Indian Historiography After 1947: From Cambridge School Critiques to Subaltern and Feminist Perspectives
By the 1970s, internal political developments and new anthropological approaches generated a rich body of work analyzing broader social structures and their cultural expressions. This period also witnessed the nascent interest in women's history, gender studies, and environmental history. While the colonial period and nationalist movement remained central, established narratives faced fresh challenges. Marxist historians like Bipan Chandra had analyzed colonialism as a structure of international capitalism, emphasizing economic exploitation. Scholars now countered colonial stereotypes of a stagnant pre-colonial India with evidence of proto-capitalist forms, monetization, and technological innovation.
The dominant, idealized narrative of a unified freedom struggle led by figures like Gandhi and Nehru began to be rigorously questioned. The Cambridge School, notably through Anil Seal and John Gallagher, shifted focus to "indigenous politics" and local collaboration. They argued that British imperialism functioned through the collaboration or non-collaboration of local elites, portraying nationalist politics as a competition for status and resources within colonial institutions. This "animal politics" interpretation dismantled the image of a purely idealistic national movement, highlighting divisions, localities, and continuities between pre-colonial and colonial power structures.
Indian historians strongly criticized the Cambridge School for its cynical, neo-colonialist vision that seemingly reduced patriotism to mere opportunism. However, it successfully complicated the colonial/anti-colonial binary. Concurrently, younger scholars exposed the Indian National Congress's harsh suppression of worker and peasant militancy. This critique of both nationalist and Cambridge elitist historiography paved the way for the Subaltern Studies collective, founded in 1982 under Ranajit Guha.

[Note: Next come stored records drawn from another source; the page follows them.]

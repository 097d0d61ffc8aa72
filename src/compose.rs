//! Template-mode compositions.
//!
//! Every actionable task becomes a single composition whose events select
//! their parents by tag (`resource=<id>`, optionally `node=<placeholder>`)
//! rather than by concrete resource name, so node binding happens when the
//! template is instantiated. Tasks sharing a role or group are gathered into
//! collection compositions that reference the singles by relative path.

use anyhow::Context;
use indexmap::IndexMap;
use serde::{Deserialize, Serialize};
use std::{
    collections::{BTreeMap, BTreeSet},
    fs,
    path::{Path, PathBuf},
};

use crate::{
    config::Config,
    error::Result,
    graph::DependencyGraph,
    path_safety::join_under_root,
    task::TaskKind,
    util::is_valid_task_id,
};

#[derive(Debug, Clone, PartialEq, Serialize, Deserialize)]
pub struct ResourceEntry {
    pub id: String,
    pub from: String,
    pub location: String,
}

#[derive(Debug, Clone, PartialEq, Serialize, Deserialize)]
pub struct ParentSelector {
    pub with_tags: Vec<String>,
    pub action: String,
}

#[derive(Debug, Clone, PartialEq, Serialize, Deserialize)]
pub struct EventEntry {
    #[serde(rename = "type")]
    pub kind: String,
    pub state: String,
    pub parent: ParentSelector,
    pub depend_action: String,
}

#[derive(Debug, Clone, PartialEq, Serialize, Deserialize)]
pub struct CompositionDoc {
    pub name: String,
    pub resources: Vec<ResourceEntry>,
    pub events: Vec<EventEntry>,
}

#[derive(Debug, Clone, PartialEq, Serialize, Deserialize)]
pub struct MemberInput {
    pub node: String,
    pub index: String,
}

#[derive(Debug, Clone, PartialEq, Serialize, Deserialize)]
pub struct CollectionMember {
    pub from: String,
    pub input: MemberInput,
}

#[derive(Debug, Clone, PartialEq, Serialize, Deserialize)]
pub struct CollectionDoc {
    pub id: String,
    pub resources: Vec<CollectionMember>,
    pub tags: String,
}

/// One task and everything it is ordered against, by task id.
#[derive(Debug, Clone, Default, PartialEq)]
pub struct SingleComposition {
    pub id: String,
    pub grouping: Vec<String>,
    pub succ: BTreeSet<String>,
    pub pred: BTreeSet<String>,
    pub succ_cross: BTreeSet<String>,
    pub pred_cross: BTreeSet<String>,
}

impl SingleComposition {
    pub fn new(id: impl Into<String>) -> Self {
        SingleComposition {
            id: id.into(),
            ..Default::default()
        }
    }

    pub fn file_name(&self) -> String {
        format!("vr_{}.yaml", self.id)
    }

    pub fn relative_path(&self, config: &Config) -> String {
        config.template(&format!("vr_{}", self.id))
    }

    fn event(&self, config: &Config, tags: Vec<String>, child: &str) -> EventEntry {
        EventEntry {
            kind: "depends_on".to_string(),
            state: "success".to_string(),
            parent: ParentSelector {
                with_tags: tags,
                action: "run".to_string(),
            },
            depend_action: format!("{child}{}.run", config.index_placeholder),
        }
    }

    /// Events for successors, predecessors, cross successors and cross
    /// predecessors, in that order. Links touching excluded tasks are dropped.
    pub fn events(&self, config: &Config) -> Vec<EventEntry> {
        let own = format!("resource={}", self.id);
        let on_node = format!("node={}", config.node_placeholder);
        let kept = |set: &BTreeSet<String>| -> Vec<String> {
            set.iter()
                .filter(|other| !config.is_excluded(other))
                .cloned()
                .collect()
        };

        let mut events = Vec::new();
        for succ in kept(&self.succ) {
            events.push(self.event(config, vec![own.clone(), on_node.clone()], &succ));
        }
        for pred in kept(&self.pred) {
            let tags = vec![format!("resource={pred}"), on_node.clone()];
            events.push(self.event(config, tags, &self.id));
        }
        for succ in kept(&self.succ_cross) {
            events.push(self.event(config, vec![own.clone()], &succ));
        }
        for pred in kept(&self.pred_cross) {
            events.push(self.event(config, vec![format!("resource={pred}")], &self.id));
        }
        events
    }

    pub fn document(&self, config: &Config) -> CompositionDoc {
        CompositionDoc {
            name: format!("composition_{}", self.id),
            resources: vec![ResourceEntry {
                id: self.id.clone(),
                from: config.template(&self.id),
                location: config.node_placeholder.clone(),
            }],
            events: self.events(config),
        }
    }
}

/// Named bundle of single compositions sharing a role or group.
#[derive(Debug, Clone, PartialEq)]
pub struct CollectionComposition {
    pub name: String,
    pub grouping: String,
    pub members: Vec<String>,
}

impl CollectionComposition {
    pub fn file_name(&self) -> String {
        format!("{}_{}.yaml", self.grouping, self.name)
    }

    pub fn document(&self, config: &Config) -> CollectionDoc {
        CollectionDoc {
            id: self.name.clone(),
            resources: self
                .members
                .iter()
                .map(|member| CollectionMember {
                    from: config.template(&format!("vr_{member}")),
                    input: MemberInput {
                        node: config.node_placeholder.clone(),
                        index: config.index_placeholder.clone(),
                    },
                })
                .collect(),
            tags: format!("{}={}", self.grouping, self.name),
        }
    }
}

#[derive(Debug, Clone, Default)]
pub struct Compositions {
    pub singles: Vec<SingleComposition>,
    pub collections: Vec<CollectionComposition>,
    /// Ids of emitted tasks carrying a condition; the condition itself is
    /// left to the consumer.
    pub conditional: Vec<String>,
}

/// Build compositions for every actionable task in topological order.
pub fn assemble(graph: &DependencyGraph, config: &Config) -> Result<Compositions> {
    let order = graph.topological_sort()?;

    // Inverse of cross references: who waits for / is waited on by an id.
    let mut waited_on_by: BTreeMap<&str, BTreeSet<String>> = BTreeMap::new();
    let mut waits_for: BTreeMap<&str, BTreeSet<String>> = BTreeMap::new();
    for task in graph.tasks() {
        for target in task.cross_node() {
            waited_on_by
                .entry(target)
                .or_default()
                .insert(task.id.clone());
        }
        for target in task.cross_successors() {
            waits_for.entry(target).or_default().insert(task.id.clone());
        }
    }

    let mut out = Compositions::default();
    let mut collections: IndexMap<String, CollectionComposition> = IndexMap::new();
    for key in order {
        let Some(task) = graph.task(key) else {
            continue;
        };
        if task.kind == TaskKind::Group {
            collections
                .entry(task.id.clone())
                .or_insert_with(|| CollectionComposition {
                    name: task.id.clone(),
                    grouping: config.collection_grouping.clone(),
                    members: Vec::new(),
                });
            continue;
        }
        if !task.kind.is_actionable() {
            tracing::debug!("no composition for {} of kind {}", task.id, task.kind);
            continue;
        }
        if config.is_excluded(&task.id) {
            continue;
        }

        let mut single = SingleComposition::new(task.id.clone());
        single.grouping = task.grouping().to_vec();
        single.succ = graph.successors(key).map(|k| k.task.clone()).collect();
        single.pred = graph.predecessors(key).map(|k| k.task.clone()).collect();
        single.succ_cross = task.cross_successors().map(str::to_string).collect();
        single.pred_cross = task.cross_node().map(str::to_string).collect();
        if let Some(dependents) = waited_on_by.get(task.id.as_str()) {
            single.succ_cross.extend(dependents.iter().cloned());
        }
        if let Some(dependencies) = waits_for.get(task.id.as_str()) {
            single.pred_cross.extend(dependencies.iter().cloned());
        }
        single.succ_cross.remove(&task.id);
        single.pred_cross.remove(&task.id);
        if task.is_conditional() {
            out.conditional.push(task.id.clone());
        }
        out.singles.push(single);
    }

    for single in &out.singles {
        for name in &single.grouping {
            if !is_valid_task_id(name) {
                tracing::debug!("{}: grouping '{name}' is not a collection name", single.id);
                continue;
            }
            collections
                .entry(name.clone())
                .or_insert_with(|| CollectionComposition {
                    name: name.clone(),
                    grouping: config.collection_grouping.clone(),
                    members: Vec::new(),
                })
                .members
                .push(single.id.clone());
        }
    }
    out.collections = collections.into_values().collect();
    Ok(out)
}

impl Compositions {
    pub fn single(&self, id: &str) -> Option<&SingleComposition> {
        self.singles.iter().find(|s| s.id == id)
    }

    pub fn collection(&self, name: &str) -> Option<&CollectionComposition> {
        self.collections.iter().find(|c| c.name == name)
    }

    /// Write every composition under `out` and return the written paths.
    pub fn write_all(&self, out: &Path, config: &Config) -> anyhow::Result<Vec<PathBuf>> {
        fs::create_dir_all(out).with_context(|| format!("failed to create {}", out.display()))?;
        let mut written = Vec::new();
        for single in &self.singles {
            let path = join_under_root(out, Path::new(&single.file_name()))?;
            write_yaml(&path, &single.document(config))?;
            written.push(path);
        }
        for collection in &self.collections {
            let path = join_under_root(out, Path::new(&collection.file_name()))?;
            write_yaml(&path, &collection.document(config))?;
            written.push(path);
        }
        Ok(written)
    }
}

fn write_yaml<T: Serialize>(path: &Path, doc: &T) -> anyhow::Result<()> {
    let yaml = serde_yaml_bw::to_string(doc)
        .with_context(|| format!("failed to render {}", path.display()))?;
    fs::write(path, yaml).with_context(|| format!("failed to write {}", path.display()))
}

Subaltern Studies aimed to establish a decolonized perspective by focusing on the autonomous politics of the masses—peasants, tribals, and lower castes—who acted "independently of the elite." It sought to recover subaltern consciousness and agency, viewing rebellion as a conscious political act against symbols of domination, not merely a pre-political reflex. This represented a significant shift from Marxist class analysis, redefining the political domain to include popular resistance rooted in community and tradition.
The project later engaged deeply with postcolonial theory and post-structuralism. Scholars like Gayatri Spivak raised critical questions about representing subaltern subjectivity and the paradox of intellectuals "speaking for" the subaltern. Internal critics, such as Sumit Sarkar, noted a problematic shift toward culturalism and postmodernism, which risked dehistoricizing the subaltern and valorizing the fragment over the wider social formation. This "later" Subaltern Studies critiqued the post-Enlightenment nation-state project itself, seeking authentic resistance in communities untouched by nationalist or Western hegemony.
This theoretical repudiation of Western models extended to critiques of historical consciousness itself. Thinkers like Ashis Nandy argued that the adoption of Western historical reason constituted a "second colonization," suppressing indigenous mythic and moral modes of self-knowledge. While most historians rejected this extreme position, it underscored intense debates about epistemology and the provincializing of European historical models.
A major lacuna in all these schools was the history of women. Prior to the 1970s, women's history was limited to celebratory narratives of exceptional figures or participation in the freedom struggle. The rise of the women's movement catalyzed a critical, systematic research agenda. This feminist historiography focused on recovering non-elite women's experiences and was explicitly aligned with activist causes, reflecting the deeply engaged political nature of Indian historical scholarship. Thus, by the late 20th century, Indian historiography had evolved into a vibrant, contested field, moving from nation-building narratives to complex explorations of power, agency, and identity from multiple, often conflicting, perspectives.